Semantic-segmentation evaluation (mIoU + per-class confusion matrix). Evaluator + evaluate(...) mirror the instance API; the *_IGNORE_LABEL / *_N_CLASSES constants are convenience defaults for common public datasets.

Semantic-segmentation evaluation surface (ADR-0028).

Per ADR-0029, the semantic-segmentation evaluation paradigm lives under vernier.semantic. Sibling to :mod:vernier.instance (the AP fold) and :mod:vernier.panoptic (panoptic-quality). The Rust kernel ships in the vernier-semantic crate; this module is a thin Python wrapper.

Surface:

  • :class:Dataset / :class:Predictions — frozen dataclasses carrying the per-image label maps + dataset-level config (n_classes / ignore_label).
  • :class:Evaluator — frozen dataclass holding parity_mode and optional label_remap. Evaluator.evaluate(gt, dt) returns a :class:Summary (the FFI pyclass).
  • :class:Summary / :class:ClassSemanticStats / :class:ConfusionMatrix — re-exported FFI pyclasses (under their unprefixed names per ADR-0029).
  • Per-dataset presets — :meth:Dataset.cityscapes, :meth:Dataset.ade20k, :meth:Dataset.pascal_voc — bake the canonical ignore-label and class-count conventions; the user only passes the PNG paths.

BackgroundEvaluator

BackgroundEvaluator(
    n_classes: int,
    parity_mode: str,
    *,
    ignore_label: int | None = ...,
    rank_id: int | None = ...,
    queue_capacity: int = ...,
    worker_affinity: int | None = ...,
    worker_nice: int = ...,
    shutdown_timeout_seconds: float = ...,
)

Background semantic-segmentation evaluator (ADR-0014 + ADR-0032).

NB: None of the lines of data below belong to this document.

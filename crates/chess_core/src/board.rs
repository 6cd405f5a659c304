use std::fmt;

use crate::{error::ChessError, movegen::candidate_moves, types::*};

const BACK_RANK: [PieceKind; 8] = [
    PieceKind::Rook,
    PieceKind::Knight,
    PieceKind::Bishop,
    PieceKind::Queen,
    PieceKind::King,
    PieceKind::Bishop,
    PieceKind::Knight,
    PieceKind::Rook,
];

/// Occupancy of the 8x8 grid. Knows what is where, nothing about legality.
///
/// Invariant: a piece stored at square `s` has `position == s`.
#[derive(Clone, Debug, PartialEq, Eq)]
pub struct Board {
    grid: [[Option<Piece>; 8]; 8], // [rank][file]
}

impl Default for Board {
    fn default() -> Self {
        Self::empty()
    }
}

impl Board {
    pub fn empty() -> Self {
        Board {
            grid: [[None; 8]; 8],
        }
    }

    /// The canonical starting position, ids assigned file by file.
    pub fn standard() -> Self {
        let mut b = Board::empty();
        let mut ids = IdAllocator::default();

        let rows: [(u8, Color, [PieceKind; 8]); 4] = [
            (0, Color::White, BACK_RANK),
            (1, Color::White, [PieceKind::Pawn; 8]),
            (6, Color::Black, [PieceKind::Pawn; 8]),
            (7, Color::Black, BACK_RANK),
        ];
        for (rank, color, kinds) in rows {
            for (file, kind) in kinds.into_iter().enumerate() {
                let pos = Position::at(file as u8, rank);
                b.place(Piece::new(ids.next(color, kind), pos), pos);
            }
        }
        b
    }

    /// Builds a board from the piece-placement field of a FEN string
    /// (rank 8 first, digits for empty runs). Only the first field is read,
    /// so a full FEN line is accepted and its remaining fields ignored.
    pub fn from_placement(placement: &str) -> Result<Self, ChessError> {
        let bad = |msg: String| ChessError::InvalidPlacement(msg);

        let field = placement.split_whitespace().next().unwrap_or("");
        let ranks: Vec<&str> = field.split('/').collect();
        if ranks.len() != 8 {
            return Err(bad(format!("expected 8 ranks, found {}", ranks.len())));
        }

        let mut parsed: Vec<(Position, Color, PieceKind)> = Vec::new();
        for (rank_idx, rank_str) in ranks.iter().enumerate() {
            let rank = 7 - rank_idx as u8; // FEN lists rank 8 .. 1
            let mut file: u8 = 0;
            for ch in rank_str.chars() {
                if let Some(d) = ch.to_digit(10) {
                    if d == 0 {
                        return Err(bad(format!("zero-length gap in rank {}", rank + 1)));
                    }
                    file += d as u8;
                } else {
                    let color = if ch.is_ascii_uppercase() {
                        Color::White
                    } else {
                        Color::Black
                    };
                    let kind = match ch.to_ascii_lowercase() {
                        'p' => PieceKind::Pawn,
                        'n' => PieceKind::Knight,
                        'b' => PieceKind::Bishop,
                        'r' => PieceKind::Rook,
                        'q' => PieceKind::Queen,
                        'k' => PieceKind::King,
                        _ => return Err(bad(format!("unknown piece character '{ch}'"))),
                    };
                    if file >= BOARD_SIZE {
                        return Err(bad(format!("too many files in rank {}", rank + 1)));
                    }
                    parsed.push((Position::at(file, rank), color, kind));
                    file += 1;
                }
                if file > BOARD_SIZE {
                    return Err(bad(format!("too many files in rank {}", rank + 1)));
                }
            }
            if file != BOARD_SIZE {
                return Err(bad(format!("not enough files in rank {}", rank + 1)));
            }
        }

        // Number pieces in board order so a full start placement gets the
        // same ids as `Board::standard`.
        parsed.sort_by_key(|(pos, _, _)| (pos.rank(), pos.file()));
        let mut b = Board::empty();
        let mut ids = IdAllocator::default();
        for (pos, color, kind) in parsed {
            b.place(Piece::new(ids.next(color, kind), pos), pos);
        }
        Ok(b)
    }

    /// Occupant of `(file, rank)`. Off-board coordinates are an error, never clamped.
    pub fn get_piece_at(&self, file: i32, rank: i32) -> Result<Option<&Piece>, ChessError> {
        let pos = Position::new(file, rank)?;
        Ok(self.piece_at(pos))
    }

    pub fn piece_at(&self, pos: Position) -> Option<&Piece> {
        self.grid[pos.rank() as usize][pos.file() as usize].as_ref()
    }

    /// Puts `piece` on `pos`, returning whatever stood there before.
    /// No legality checks; the caller owns consistency.
    pub fn place(&mut self, mut piece: Piece, pos: Position) -> Option<Piece> {
        piece.position = pos;
        self.slot(pos).replace(piece)
    }

    pub fn remove(&mut self, pos: Position) -> Option<Piece> {
        self.slot(pos).take()
    }

    /// Relocates the occupant of `from` to `to` and returns the piece that
    /// was captured on `to`, if any.
    ///
    /// # Panics
    /// If `from` is empty. That is a bug in the caller, not a user error.
    pub fn move_piece(&mut self, from: Position, to: Position) -> Option<Piece> {
        let moved = self
            .remove(from)
            .unwrap_or_else(|| panic!("move_piece: no piece on {from}"));
        self.place(moved, to)
    }

    /// Immutable copy of the occupancy for rendering.
    pub fn snapshot(&self) -> BoardSnapshot {
        let mut cells = [[None; 8]; 8];
        for pos in Position::all() {
            cells[pos.rank() as usize][pos.file() as usize] = self.piece_at(pos).map(Piece::info);
        }
        BoardSnapshot { cells }
    }

    pub fn pieces(&self) -> impl Iterator<Item = &Piece> + '_ {
        self.grid.iter().flatten().flatten()
    }

    pub fn pieces_of(&self, color: Color) -> impl Iterator<Item = &Piece> + '_ {
        self.pieces().filter(move |p| p.color == color)
    }

    pub fn king_position(&self, color: Color) -> Option<Position> {
        self.pieces_of(color)
            .find(|p| p.kind == PieceKind::King)
            .map(|p| p.position)
    }

    pub fn count_kings(&self, color: Color) -> usize {
        self.pieces_of(color)
            .filter(|p| p.kind == PieceKind::King)
            .count()
    }

    /// True when some piece of color `by` has `target` among its candidate moves.
    pub fn is_square_attacked(&self, target: Position, by: Color) -> bool {
        self.pieces_of(by)
            .any(|p| candidate_moves(p, self).contains(&target))
    }

    /// Whether `c`'s king is attacked. A board without that king reports false.
    pub fn in_check(&self, c: Color) -> bool {
        match self.king_position(c) {
            Some(ksq) => self.is_square_attacked(ksq, c.other()),
            None => false,
        }
    }

    fn slot(&mut self, pos: Position) -> &mut Option<Piece> {
        &mut self.grid[pos.rank() as usize][pos.file() as usize]
    }
}

impl fmt::Display for Board {
    fn fmt(&self, f: &mut fmt::Formatter<'_>) -> fmt::Result {
        for rank in (0..BOARD_SIZE).rev() {
            write!(f, "{rank} ")?;
            for file in 0..BOARD_SIZE {
                match self.piece_at(Position::at(file, rank)) {
                    Some(p) => write!(f, "[{}{}]", p.kind.symbol(), p.color.letter())?,
                    None => f.write_str("[  ]")?,
                }
            }
            writeln!(f)?;
        }
        f.write_str("  ")?;
        for file in 0..BOARD_SIZE {
            write!(f, " {file}  ")?;
        }
        Ok(())
    }
}

/// Fully materialized copy of the board's occupancy. Owning one never
/// borrows the board, so nothing done to it can reach back.
#[derive(Clone, Copy, Debug, PartialEq, Eq)]
pub struct BoardSnapshot {
    cells: [[Option<PieceInfo>; 8]; 8], // [rank][file]
}

impl BoardSnapshot {
    pub fn get(&self, pos: Position) -> Option<PieceInfo> {
        self.cells[pos.rank() as usize][pos.file() as usize]
    }

    pub fn set(&mut self, pos: Position, cell: Option<PieceInfo>) {
        self.cells[pos.rank() as usize][pos.file() as usize] = cell;
    }

    /// Rows ordered rank 7 down to rank 0, columns file 0 to 7.
    pub fn rows_top_down(&self) -> Vec<Vec<Option<PieceInfo>>> {
        self.cells.iter().rev().map(|row| row.to_vec()).collect()
    }
}

#[derive(Default)]
struct IdAllocator {
    counts: [[u8; 6]; 2],
}

impl IdAllocator {
    fn next(&mut self, color: Color, kind: PieceKind) -> PieceId {
        let c = match color {
            Color::White => 0,
            Color::Black => 1,
        };
        let slot = &mut self.counts[c][kind as usize];
        *slot += 1;
        let unnumbered = matches!(kind, PieceKind::Queen | PieceKind::King) && *slot == 1;
        PieceId {
            color,
            kind,
            ordinal: if unnumbered { 0 } else { *slot },
        }
    }
}

#[cfg(test)]
#[path = "board_tests.rs"]
mod tests;
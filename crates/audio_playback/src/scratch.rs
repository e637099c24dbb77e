use std::fs;
use std::path::{Path, PathBuf};
use std::sync::atomic::{AtomicU64, Ordering};
use std::time::{SystemTime, UNIX_EPOCH};

use log::warn;

use crate::error::PlaybackError;

/// Write-once-read-once-delete storage for speech chunk files.
pub trait ScratchStorage: Send + Sync {
    fn write_temp(&self, bytes: &[u8]) -> Result<PathBuf, PlaybackError>;

    /// Best effort; a missing file is not an error.
    fn delete(&self, path: &Path);
}

/// Scratch storage under a dedicated subdirectory of the system temp dir.
///
/// File names are timestamp-qualified plus a process-local counter so no two
/// chunks ever share a name, even when written within the same millisecond.
#[derive(Debug)]
pub struct TempDirScratch {
    dir: PathBuf,
    counter: AtomicU64,
}

impl TempDirScratch {
    pub fn new() -> Self {
        Self::in_dir(std::env::temp_dir().join("chat-speech"))
    }

    pub fn in_dir(dir: impl Into<PathBuf>) -> Self {
        Self {
            dir: dir.into(),
            counter: AtomicU64::new(0),
        }
    }

    pub fn dir(&self) -> &Path {
        &self.dir
    }
}

impl Default for TempDirScratch {
    fn default() -> Self {
        Self::new()
    }
}

impl ScratchStorage for TempDirScratch {
    fn write_temp(&self, bytes: &[u8]) -> Result<PathBuf, PlaybackError> {
        fs::create_dir_all(&self.dir)
            .map_err(|error| PlaybackError::io("creating scratch dir", &self.dir, error))?;

        let millis = SystemTime::now()
            .duration_since(UNIX_EPOCH)
            .unwrap_or_default()
            .as_millis();
        let serial = self.counter.fetch_add(1, Ordering::Relaxed);
        let path = self.dir.join(format!("chunk-{millis}-{serial}.mp3"));

        fs::write(&path, bytes).map_err(|error| PlaybackError::io("writing chunk", &path, error))?;
        Ok(path)
    }

    fn delete(&self, path: &Path) {
        if let Err(error) = fs::remove_file(path) {
            if error.kind() != std::io::ErrorKind::NotFound {
                warn!("failed to delete scratch chunk {}: {error}", path.display());
            }
        }
    }
}

#[cfg(test)]
mod tests {
    use super::{ScratchStorage, TempDirScratch};

    #[test]
    fn chunk_files_never_collide() {
        let dir = tempfile::tempdir().expect("tempdir");
        let scratch = TempDirScratch::in_dir(dir.path());

        let first = scratch.write_temp(b"a").expect("write");
        let second = scratch.write_temp(b"b").expect("write");

        assert_ne!(first, second);
        assert_eq!(std::fs::read(&first).expect("read"), b"a");
    }

    #[test]
    fn delete_tolerates_missing_files() {
        let dir = tempfile::tempdir().expect("tempdir");
        let scratch = TempDirScratch::in_dir(dir.path());

        let path = scratch.write_temp(b"x").expect("write");
        scratch.delete(&path);
        scratch.delete(&path);
        assert!(!path.exists());
    }
}
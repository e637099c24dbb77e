use thiserror::Error;

#[derive(Debug, Error)]
pub enum SessionError {
    #[error("transport failure: {0}")]
    Transport(String),

    #[error("no pending tool call to resolve")]
    NoPendingToolCall,

    #[error("message {index} does not exist")]
    UnknownMessage { index: usize },

    #[error("message {index} is still streaming and cannot be edited")]
    MessageStreaming { index: usize },

    #[error("failed to spawn session worker: {0}")]
    WorkerSpawn(std::io::Error),
}

/// Failure of an injected client-side capability (read/search/create).
///
/// These never abort a turn: the coordinator converts them into a textual
/// failure result and resumes through the normal path.
#[derive(Debug, Error)]
pub enum CapabilityError {
    #[error("path escapes workspace root: {0}")]
    PathEscape(String),

    #[error("path must not be empty")]
    EmptyPath,

    #[error("unknown tool '{0}'")]
    UnknownTool(String),

    #[error("tool '{tool}' is missing required argument '{argument}'")]
    MissingArgument {
        tool: &'static str,
        argument: &'static str,
    },

    #[error("file {path} is not valid UTF-8 text")]
    NotUtf8 { path: String },

    #[error("file {path} exceeds max read size ({size} bytes > {limit} bytes)")]
    TooLarge {
        path: String,
        size: usize,
        limit: usize,
    },

    #[error("I/O error while {operation} {path}: {source}")]
    Io {
        operation: &'static str,
        path: String,
        #[source]
        source: std::io::Error,
    },
}

impl CapabilityError {
    #[must_use]
    pub fn io(operation: &'static str, path: impl Into<String>, source: std::io::Error) -> Self {
        Self::Io {
            operation,
            path: path.into(),
            source,
        }
    }
}
impl ChatSession {
    pub fn new(
        transport: Arc<dyn Transport>,
        capabilities: Arc<dyn CapabilityProvider>,
        speech: SpeechQueue,
        player: TrackPlayer,
    ) -> Arc<Self> {
        let conversation = Conversation::new();
        let transcript = Transcript::new(conversation.id.clone());

        Arc::new(Self {
            transport,
            capabilities,
            speech,
            player,
            conversation: Mutex::new(conversation),
            transcript: Mutex::new(transcript),
            consent: ConsentCoordinator::new(),
            next_turn_id: AtomicU64::new(1),
            current_turn_id: AtomicU64::new(0),
            active_turn: Mutex::new(None),
            naming_in_progress: AtomicBool::new(false),
            voice_enabled: AtomicBool::new(false),
            observer: Mutex::new(None),
        })
    }

    pub fn set_observer(&self, observer: impl Fn(SessionNotification) + Send + Sync + 'static) {
        *lock_unpoisoned(&self.observer) = Some(Box::new(observer));
    }

    pub fn conversation(&self) -> Conversation {
        lock_unpoisoned(&self.conversation).clone()
    }

    pub fn messages(&self) -> Vec<Message> {
        lock_unpoisoned(&self.transcript).messages().to_vec()
    }

    pub fn is_streaming(&self) -> bool {
        lock_unpoisoned(&self.transcript).streaming_index().is_some()
    }

    pub fn pending_tool_call(&self) -> Option<PendingToolCall> {
        self.consent.pending()
    }

    pub fn speech_queue(&self) -> &SpeechQueue {
        &self.speech
    }

    pub fn track_player(&self) -> &TrackPlayer {
        &self.player
    }

    /// Clearing voice mode stops speech playback and empties its queue.
    pub fn set_voice_enabled(&self, enabled: bool) {
        self.voice_enabled.store(enabled, Ordering::SeqCst);
        if !enabled {
            self.speech.clear();
        }
    }

    /// Append a user message and start a new assistant turn, superseding
    /// any turn still in flight for this conversation.
    pub fn send_message(
        self: &Arc<Self>,
        content: impl Into<String>,
        attachment: Option<Attachment>,
        voice_enabled: bool,
    ) -> Result<(), SessionError> {
        let content = content.into();
        self.cancel_active_turn();
        if self.consent.has_pending() {
            debug!("discarding pending tool call superseded by a new user message");
            self.consent.clear();
            self.notify(SessionNotification::PendingToolCallChanged);
        }
        self.voice_enabled.store(voice_enabled, Ordering::SeqCst);

        let conversation_id = {
            let mut transcript = self.lock_transcript();
            transcript.push_user_message(content.clone());
            transcript.begin_turn();
            transcript.conversation_id().to_string()
        };
        self.notify(SessionNotification::TranscriptChanged);

        let mut request = TurnRequest::new(conversation_id, content).with_voice(voice_enabled);
        if let Some(attachment) = attachment {
            request = request.with_attachment(attachment);
        }
        self.start_turn(request)
    }

    /// Re-entrant stop: cancels the active subscription, finalizes the
    /// in-flight message, and persists non-empty partial content best
    /// effort. A second call is a no-op.
    pub fn stop_streaming(&self) {
        let cancelled = {
            let active_turn = lock_unpoisoned(&self.active_turn);
            match active_turn.as_ref() {
                Some(active) => {
                    active.cancel.store(true, Ordering::SeqCst);
                    true
                }
                None => false,
            }
        };
        if !cancelled {
            return;
        }

        let Some(partial) = self.lock_transcript().finalize(FinalizeReason::Stopped) else {
            return;
        };
        self.notify(SessionNotification::TranscriptChanged);

        if partial.trim().is_empty() {
            return;
        }
        let transport = Arc::clone(&self.transport);
        let conversation_id = lock_unpoisoned(&self.conversation).id.clone();
        let spawned = thread::Builder::new()
            .name("chat-persist-partial".to_string())
            .spawn(move || {
                if let Err(error) = transport.persist_partial(&conversation_id, &partial) {
                    warn!("failed to persist partial content: {error}");
                }
            });
        if let Err(error) = spawned {
            warn!("failed to spawn partial-persistence worker: {error}");
        }
    }

    /// Apply the approver's verdict to the pending tool call and resume the
    /// paused turn with its result.
    pub fn submit_tool_result(self: &Arc<Self>, verdict: ToolVerdict) -> Result<(), SessionError> {
        let resolved = self
            .consent
            .resolve(verdict, self.capabilities.as_ref())
            .ok_or(SessionError::NoPendingToolCall)?;
        self.notify(SessionNotification::PendingToolCallChanged);

        let conversation_id = {
            let mut transcript = self.lock_transcript();
            if let Some(marker) = resolved.marker.as_deref() {
                transcript.append_action_marker(marker);
            }
            transcript.resume_turn();
            transcript.conversation_id().to_string()
        };
        self.notify(SessionNotification::TranscriptChanged);

        let request = TurnRequest::resumption(conversation_id, resolved.payload)
            .with_voice(self.voice_enabled.load(Ordering::SeqCst));
        self.start_turn(request)
    }

    /// Assign a title once per conversation, guarded against concurrent
    /// requests. Falls back to truncating the first user message when the
    /// server request fails.
    pub fn regenerate_title_if_needed(self: &Arc<Self>) {
        if self.naming_in_progress.swap(true, Ordering::SeqCst) {
            return;
        }

        let already_titled = lock_unpoisoned(&self.conversation).title.is_some();
        let seed = self.first_user_message_content();
        let (conversation_id, seed) = match (already_titled, seed) {
            (false, Some(seed)) => (lock_unpoisoned(&self.conversation).id.clone(), seed),
            _ => {
                self.naming_in_progress.store(false, Ordering::SeqCst);
                return;
            }
        };

        let session = Arc::clone(self);
        let spawned = thread::Builder::new()
            .name("chat-title".to_string())
            .spawn(move || {
                let title = match session.transport.generate_title(&conversation_id, &seed) {
                    Ok(title) => title,
                    Err(error) => {
                        warn!("title generation failed ({error}); using client-side truncation");
                        truncate_title(&seed)
                    }
                };

                {
                    let mut conversation = lock_unpoisoned(&session.conversation);
                    if conversation.title.is_none() && !title.is_empty() {
                        conversation.title = Some(title);
                    }
                }
                session.naming_in_progress.store(false, Ordering::SeqCst);
                session.notify(SessionNotification::TitleChanged);
            });
        if let Err(error) = spawned {
            warn!("failed to spawn title worker: {error}");
            self.naming_in_progress.store(false, Ordering::SeqCst);
        }
    }

    pub fn edit_message(&self, index: usize, content: impl Into<String>) -> Result<(), SessionError> {
        self.lock_transcript().edit_message(index, content)?;
        self.notify(SessionNotification::TranscriptChanged);
        Ok(())
    }

    pub fn set_feedback(&self, index: usize, feedback: Option<Feedback>) -> Result<(), SessionError> {
        self.lock_transcript().set_feedback(index, feedback)?;
        self.notify(SessionNotification::TranscriptChanged);
        Ok(())
    }

    fn start_turn(self: &Arc<Self>, request: TurnRequest) -> Result<(), SessionError> {
        let mut active_turn = lock_unpoisoned(&self.active_turn);

        let turn_id = self.next_turn_id.fetch_add(1, Ordering::SeqCst);
        self.current_turn_id.store(turn_id, Ordering::SeqCst);
        let cancel: CancellationSignal = Arc::new(AtomicBool::new(false));

        let session = Arc::clone(self);
        let worker_cancel = Arc::clone(&cancel);
        let join_handle = thread::Builder::new()
            .name(format!("chat-turn-{turn_id}"))
            .spawn(move || session.run_turn(request, turn_id, worker_cancel))
            .map_err(SessionError::WorkerSpawn)?;

        *active_turn = Some(ActiveTurn {
            turn_id,
            cancel,
            join_handle: Some(join_handle),
        });
        Ok(())
    }

    fn run_turn(self: Arc<Self>, request: TurnRequest, turn_id: u64, cancel: CancellationSignal) {
        let voice_enabled = request.voice_enabled;
        let mut on_event =
            |event: StreamEvent| self.route_event(turn_id, &cancel, voice_enabled, event);
        let outcome = self.transport.stream_turn(&request, &cancel, &mut on_event);

        match outcome {
            Ok(()) => {
                if self.is_current_turn(turn_id) {
                    self.lock_transcript().finalize(FinalizeReason::Done);
                    self.notify(SessionNotification::TranscriptChanged);
                    self.clear_active_turn_if_matching(turn_id);
                    self.regenerate_title_if_needed();
                }
            }
            Err(TransportError::Cancelled) => {
                // Either a user stop or a tool-call pause; both already
                // finalized the in-flight message.
                self.clear_active_turn_if_matching(turn_id);
            }
            Err(TransportError::Failed(message)) => {
                warn!("turn {turn_id} transport failure: {message}");
                if self.is_current_turn(turn_id) {
                    let mut transcript = self.lock_transcript();
                    transcript.append_error_marker(&message);
                    transcript.finalize(FinalizeReason::Error);
                    drop(transcript);
                    self.notify(SessionNotification::TranscriptChanged);
                    self.clear_active_turn_if_matching(turn_id);
                }
            }
        }
    }

    fn route_event(
        &self,
        turn_id: u64,
        cancel: &CancellationSignal,
        voice_enabled: bool,
        event: StreamEvent,
    ) {
        if !self.is_current_turn(turn_id) {
            debug!("discarding event from superseded turn {turn_id}");
            return;
        }

        match event {
            StreamEvent::ClientToolCall {
                name,
                args,
                tool_call_id,
            } => self.handle_client_tool_call(
                PendingToolCall {
                    name,
                    args,
                    tool_call_id,
                },
                cancel,
            ),
            StreamEvent::MusicPlay { track } => {
                self.player.play(to_player_track(track), true);
            }
            StreamEvent::MusicQueueAdd { track } => {
                self.player.add_to_queue(to_player_track(track));
            }
            StreamEvent::MusicControl { action } => self.apply_music_action(action),
            StreamEvent::VoiceAudio { audio, sentence } => {
                if voice_enabled {
                    self.speech.enqueue(SpeechChunk { audio, sentence });
                }
            }
            other => {
                let should_notify = self.lock_transcript().apply_event(&other);
                if should_notify {
                    self.notify(SessionNotification::TranscriptChanged);
                }
            }
        }
    }

    fn handle_client_tool_call(&self, call: PendingToolCall, cancel: &CancellationSignal) {
        if !self.consent.try_register(call) {
            // Protocol violation already logged by the coordinator.
            return;
        }

        // The server stops producing frames for this branch; drop the
        // subscription and freeze the transcript until a verdict arrives.
        cancel.store(true, Ordering::SeqCst);
        self.lock_transcript().finalize(FinalizeReason::Interrupted);
        self.notify(SessionNotification::TranscriptChanged);
        self.notify(SessionNotification::PendingToolCallChanged);
    }

    fn apply_music_action(&self, action: MusicAction) {
        use audio_playback::PlayerState;

        match action {
            MusicAction::Pause => {
                if self.player.state() == PlayerState::Playing {
                    self.player.toggle();
                }
            }
            MusicAction::Resume => {
                if self.player.state() == PlayerState::Paused {
                    self.player.toggle();
                }
            }
            MusicAction::Next => self.player.play_next(true),
            MusicAction::Previous => self.player.play_previous(),
            MusicAction::Stop => self.player.stop(false),
        }
    }

    fn cancel_active_turn(&self) {
        let active_turn = lock_unpoisoned(&self.active_turn);
        if let Some(active) = active_turn.as_ref() {
            active.cancel.store(true, Ordering::SeqCst);
            // Turn ids start at 1; zero invalidates the superseded worker's
            // routing before the next turn id is published.
            self.current_turn_id.store(0, Ordering::SeqCst);
        }
    }

    fn clear_active_turn_if_matching(&self, turn_id: u64) {
        let mut active_turn = lock_unpoisoned(&self.active_turn);
        let matches = active_turn.as_ref().map(|active| active.turn_id) == Some(turn_id);
        if !matches {
            return;
        }

        let mut completed = match active_turn.take() {
            Some(completed) => completed,
            None => return,
        };

        if let Some(join_handle) = completed.join_handle.take() {
            let is_current_thread = join_handle.thread().id() == thread::current().id();
            if !is_current_thread && join_handle.is_finished() {
                let _ = join_handle.join();
            }
        }
    }

    fn is_current_turn(&self, turn_id: u64) -> bool {
        self.current_turn_id.load(Ordering::SeqCst) == turn_id
    }

    fn first_user_message_content(&self) -> Option<String> {
        let transcript = self.lock_transcript();
        transcript
            .messages()
            .iter()
            .find(|message| message.role == Role::User)
            .map(|message| message.content.clone())
    }

    fn notify(&self, notification: SessionNotification) {
        if let Some(observer) = lock_unpoisoned(&self.observer).as_ref() {
            observer(notification);
        }
    }

    fn lock_transcript(&self) -> MutexGuard<'_, Transcript> {
        lock_unpoisoned(&self.transcript)
    }
}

Wraps a single dedicated worker thread that owns the underlying [StreamingSemanticEvaluator]. submit(image_id, gt, dt) posts one image; snapshot() / finalize() block on a worker reply.

Mirrors the panoptic and instance background surfaces: same constructor knobs (queue_capacity, worker_affinity, worker_nice, shutdown_timeout_seconds), same context-manager lifecycle, same to_partial / finalize_to_partial for distributed-eval gather (ADR-0032).

n_classes property

n_classes: int

Number of evaluation classes (constant for the lifetime of the evaluator).

n_images property

n_images: int

Mirror of the underlying evaluator's n_images. Advisory — updated by the worker after each successful submit.

queue_depth property

queue_depth: int

Approximate count of Update messages waiting in the channel.

finalize method descriptor

finalize() -> SemanticSummary

Drain the queue, finalize the evaluator, and join the worker.

finalize_to_partial method descriptor

finalize_to_partial() -> bytes

ADR-0032 / ADR-0035: drain, serialize the final state, and shut the worker down.

submit method descriptor

submit(
    image_id: int,
    gt: NDArray[unsignedinteger[Any]],
    dt: NDArray[unsignedinteger[Any]],
    *,
    timeout: float | None = None,
) -> None

Submit one image's (gt, dt) label-map pair to the worker. Accepts uint8 / uint16 / uint32 2-D ndarrays (ADR-0037); the worker walks at native dtype without an upcast. timeout mirrors the instance background:

  • None (default) → block until a slot is free
  • 0.0 → single non-blocking attempt; raise QueueFullError if the queue is full
  • t > 0.0 → wait up to t seconds; raise QueueFullError on timeout

submit_png method descriptor

submit_png(
    image_id: int,
    gt_png_bytes: bytes,
    dt_png_bytes: bytes,
    *,
    timeout: float | None = None,
) -> None

Submit one image's (gt_png_bytes, dt_png_bytes) 8-bit grayscale PNG pair to the worker (ADR-0037). Decodes synchronously on the FFI thread (under py.detach) and sends the native-width u8 label maps across the channel; the worker folds at native width without a 4× upcast.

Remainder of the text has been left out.